Supplied material -

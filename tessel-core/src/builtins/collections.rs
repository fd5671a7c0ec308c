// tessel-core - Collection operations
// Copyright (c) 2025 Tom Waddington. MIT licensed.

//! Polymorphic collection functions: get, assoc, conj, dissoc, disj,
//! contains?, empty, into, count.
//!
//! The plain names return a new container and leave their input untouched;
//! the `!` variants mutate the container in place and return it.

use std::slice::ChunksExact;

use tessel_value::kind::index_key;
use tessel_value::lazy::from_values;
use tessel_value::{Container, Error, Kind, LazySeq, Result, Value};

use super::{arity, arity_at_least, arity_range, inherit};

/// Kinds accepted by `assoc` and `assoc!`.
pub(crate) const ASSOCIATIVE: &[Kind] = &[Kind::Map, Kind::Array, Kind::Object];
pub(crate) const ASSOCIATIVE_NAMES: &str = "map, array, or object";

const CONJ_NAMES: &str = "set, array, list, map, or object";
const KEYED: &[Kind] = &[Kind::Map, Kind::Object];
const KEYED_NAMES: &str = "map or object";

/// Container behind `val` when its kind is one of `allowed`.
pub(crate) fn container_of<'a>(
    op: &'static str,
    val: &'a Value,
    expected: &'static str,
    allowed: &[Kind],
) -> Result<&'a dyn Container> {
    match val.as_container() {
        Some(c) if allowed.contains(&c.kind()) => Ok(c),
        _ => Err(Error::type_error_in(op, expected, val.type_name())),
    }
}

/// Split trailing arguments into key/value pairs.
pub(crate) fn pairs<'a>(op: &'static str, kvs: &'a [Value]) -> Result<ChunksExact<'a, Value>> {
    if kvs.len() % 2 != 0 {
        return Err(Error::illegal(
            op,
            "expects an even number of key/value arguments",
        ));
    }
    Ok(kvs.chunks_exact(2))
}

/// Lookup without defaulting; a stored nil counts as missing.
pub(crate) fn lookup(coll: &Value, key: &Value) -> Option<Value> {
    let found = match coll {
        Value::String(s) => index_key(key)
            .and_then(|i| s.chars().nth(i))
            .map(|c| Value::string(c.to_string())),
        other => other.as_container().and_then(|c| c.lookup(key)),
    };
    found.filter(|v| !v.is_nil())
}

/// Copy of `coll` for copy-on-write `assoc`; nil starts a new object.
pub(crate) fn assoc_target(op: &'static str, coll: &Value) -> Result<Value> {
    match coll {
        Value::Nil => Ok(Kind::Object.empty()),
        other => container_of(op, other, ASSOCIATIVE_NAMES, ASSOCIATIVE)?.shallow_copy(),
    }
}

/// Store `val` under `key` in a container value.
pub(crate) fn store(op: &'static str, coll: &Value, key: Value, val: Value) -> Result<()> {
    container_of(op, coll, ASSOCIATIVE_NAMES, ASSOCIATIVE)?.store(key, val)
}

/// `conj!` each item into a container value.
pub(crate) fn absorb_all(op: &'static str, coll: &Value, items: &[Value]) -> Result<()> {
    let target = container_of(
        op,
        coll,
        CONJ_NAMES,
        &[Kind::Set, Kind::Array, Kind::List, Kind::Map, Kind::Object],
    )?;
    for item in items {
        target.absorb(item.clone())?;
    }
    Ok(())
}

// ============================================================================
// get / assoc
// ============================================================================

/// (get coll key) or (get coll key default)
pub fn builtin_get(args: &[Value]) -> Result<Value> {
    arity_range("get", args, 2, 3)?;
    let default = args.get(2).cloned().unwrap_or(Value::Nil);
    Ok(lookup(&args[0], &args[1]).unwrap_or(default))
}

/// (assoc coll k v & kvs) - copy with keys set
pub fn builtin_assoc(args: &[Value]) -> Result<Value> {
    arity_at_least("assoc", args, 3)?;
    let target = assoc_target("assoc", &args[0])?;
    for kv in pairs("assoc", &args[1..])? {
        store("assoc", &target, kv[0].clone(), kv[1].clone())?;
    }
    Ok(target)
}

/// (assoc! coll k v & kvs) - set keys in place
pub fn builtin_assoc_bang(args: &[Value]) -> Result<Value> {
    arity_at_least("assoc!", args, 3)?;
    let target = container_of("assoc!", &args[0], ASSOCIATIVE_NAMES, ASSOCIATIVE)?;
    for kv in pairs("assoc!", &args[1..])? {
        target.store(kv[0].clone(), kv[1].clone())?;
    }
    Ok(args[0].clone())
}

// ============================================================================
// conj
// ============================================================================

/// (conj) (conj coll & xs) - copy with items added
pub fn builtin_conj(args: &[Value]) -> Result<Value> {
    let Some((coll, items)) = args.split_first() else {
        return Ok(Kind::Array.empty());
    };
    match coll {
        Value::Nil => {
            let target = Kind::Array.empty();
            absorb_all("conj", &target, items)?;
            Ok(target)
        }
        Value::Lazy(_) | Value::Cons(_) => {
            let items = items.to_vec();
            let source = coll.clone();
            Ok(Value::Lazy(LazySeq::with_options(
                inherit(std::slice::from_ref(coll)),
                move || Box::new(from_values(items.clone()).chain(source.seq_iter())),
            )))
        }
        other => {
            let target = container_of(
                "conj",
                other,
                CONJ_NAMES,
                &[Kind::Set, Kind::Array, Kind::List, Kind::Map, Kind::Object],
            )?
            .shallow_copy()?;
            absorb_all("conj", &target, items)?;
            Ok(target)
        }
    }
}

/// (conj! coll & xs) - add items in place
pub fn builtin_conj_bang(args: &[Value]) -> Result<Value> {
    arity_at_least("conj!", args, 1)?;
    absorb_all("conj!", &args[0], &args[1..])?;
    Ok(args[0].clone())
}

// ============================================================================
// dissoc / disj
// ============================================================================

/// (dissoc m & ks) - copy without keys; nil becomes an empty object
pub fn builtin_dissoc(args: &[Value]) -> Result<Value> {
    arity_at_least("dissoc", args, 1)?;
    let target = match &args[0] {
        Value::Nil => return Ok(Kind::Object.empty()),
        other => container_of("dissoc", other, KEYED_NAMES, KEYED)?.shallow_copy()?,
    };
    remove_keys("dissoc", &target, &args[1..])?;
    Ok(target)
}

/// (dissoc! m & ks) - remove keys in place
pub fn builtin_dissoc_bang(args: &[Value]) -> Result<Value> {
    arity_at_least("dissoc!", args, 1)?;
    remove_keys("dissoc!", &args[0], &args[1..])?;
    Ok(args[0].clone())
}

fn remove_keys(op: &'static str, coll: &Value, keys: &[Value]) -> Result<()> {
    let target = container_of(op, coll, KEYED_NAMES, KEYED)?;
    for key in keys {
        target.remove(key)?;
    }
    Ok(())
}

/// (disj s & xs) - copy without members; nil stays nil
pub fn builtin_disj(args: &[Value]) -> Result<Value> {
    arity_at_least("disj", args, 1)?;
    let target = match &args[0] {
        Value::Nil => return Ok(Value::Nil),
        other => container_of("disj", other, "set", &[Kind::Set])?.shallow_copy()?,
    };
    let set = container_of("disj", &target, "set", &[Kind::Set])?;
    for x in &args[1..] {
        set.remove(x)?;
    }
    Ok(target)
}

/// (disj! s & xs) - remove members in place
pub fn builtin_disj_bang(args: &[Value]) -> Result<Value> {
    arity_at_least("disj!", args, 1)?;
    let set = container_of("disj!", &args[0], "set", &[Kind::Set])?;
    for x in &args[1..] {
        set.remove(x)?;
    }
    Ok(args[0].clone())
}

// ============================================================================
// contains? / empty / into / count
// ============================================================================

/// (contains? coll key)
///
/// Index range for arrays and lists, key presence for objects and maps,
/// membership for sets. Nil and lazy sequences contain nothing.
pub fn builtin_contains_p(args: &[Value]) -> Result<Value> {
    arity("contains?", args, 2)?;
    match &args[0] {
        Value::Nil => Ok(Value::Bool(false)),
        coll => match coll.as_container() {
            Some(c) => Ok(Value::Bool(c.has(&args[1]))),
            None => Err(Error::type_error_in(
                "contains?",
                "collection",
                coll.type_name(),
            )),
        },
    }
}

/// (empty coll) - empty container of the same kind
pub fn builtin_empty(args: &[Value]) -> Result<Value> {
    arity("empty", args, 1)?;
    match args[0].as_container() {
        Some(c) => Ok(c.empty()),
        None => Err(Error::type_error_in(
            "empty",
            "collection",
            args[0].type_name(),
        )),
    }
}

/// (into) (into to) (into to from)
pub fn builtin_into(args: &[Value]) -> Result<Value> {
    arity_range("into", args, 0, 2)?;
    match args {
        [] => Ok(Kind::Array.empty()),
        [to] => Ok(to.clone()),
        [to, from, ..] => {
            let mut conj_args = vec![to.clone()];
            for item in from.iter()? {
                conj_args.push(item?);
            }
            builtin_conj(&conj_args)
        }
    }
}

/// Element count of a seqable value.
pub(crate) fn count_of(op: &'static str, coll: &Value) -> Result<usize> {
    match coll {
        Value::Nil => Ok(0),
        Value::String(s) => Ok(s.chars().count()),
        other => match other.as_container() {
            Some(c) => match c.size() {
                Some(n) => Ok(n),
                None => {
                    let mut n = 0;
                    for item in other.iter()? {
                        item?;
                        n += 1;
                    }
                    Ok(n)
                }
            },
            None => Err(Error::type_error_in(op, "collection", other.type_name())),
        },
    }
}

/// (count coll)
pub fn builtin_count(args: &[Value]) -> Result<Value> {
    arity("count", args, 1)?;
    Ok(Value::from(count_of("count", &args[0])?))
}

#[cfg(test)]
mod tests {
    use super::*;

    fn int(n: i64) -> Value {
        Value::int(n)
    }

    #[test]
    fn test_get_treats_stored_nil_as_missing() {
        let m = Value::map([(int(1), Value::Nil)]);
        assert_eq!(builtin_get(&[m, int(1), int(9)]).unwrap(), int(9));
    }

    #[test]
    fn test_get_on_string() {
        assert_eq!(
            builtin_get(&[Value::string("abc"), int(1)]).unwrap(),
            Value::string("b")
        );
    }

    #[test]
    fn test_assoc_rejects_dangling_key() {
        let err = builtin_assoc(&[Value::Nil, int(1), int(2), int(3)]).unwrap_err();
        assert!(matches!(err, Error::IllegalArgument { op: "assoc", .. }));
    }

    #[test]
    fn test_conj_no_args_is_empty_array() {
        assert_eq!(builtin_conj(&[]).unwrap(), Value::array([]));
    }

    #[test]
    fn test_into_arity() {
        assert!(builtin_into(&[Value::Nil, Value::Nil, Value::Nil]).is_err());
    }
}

How to complete this task - For each line of the material that contains "Bool", return a copy.

Solved exercise -
        Value::Nil => Ok(Value::Bool(false)),
            Some(c) => Ok(Value::Bool(c.has(&args[1]))),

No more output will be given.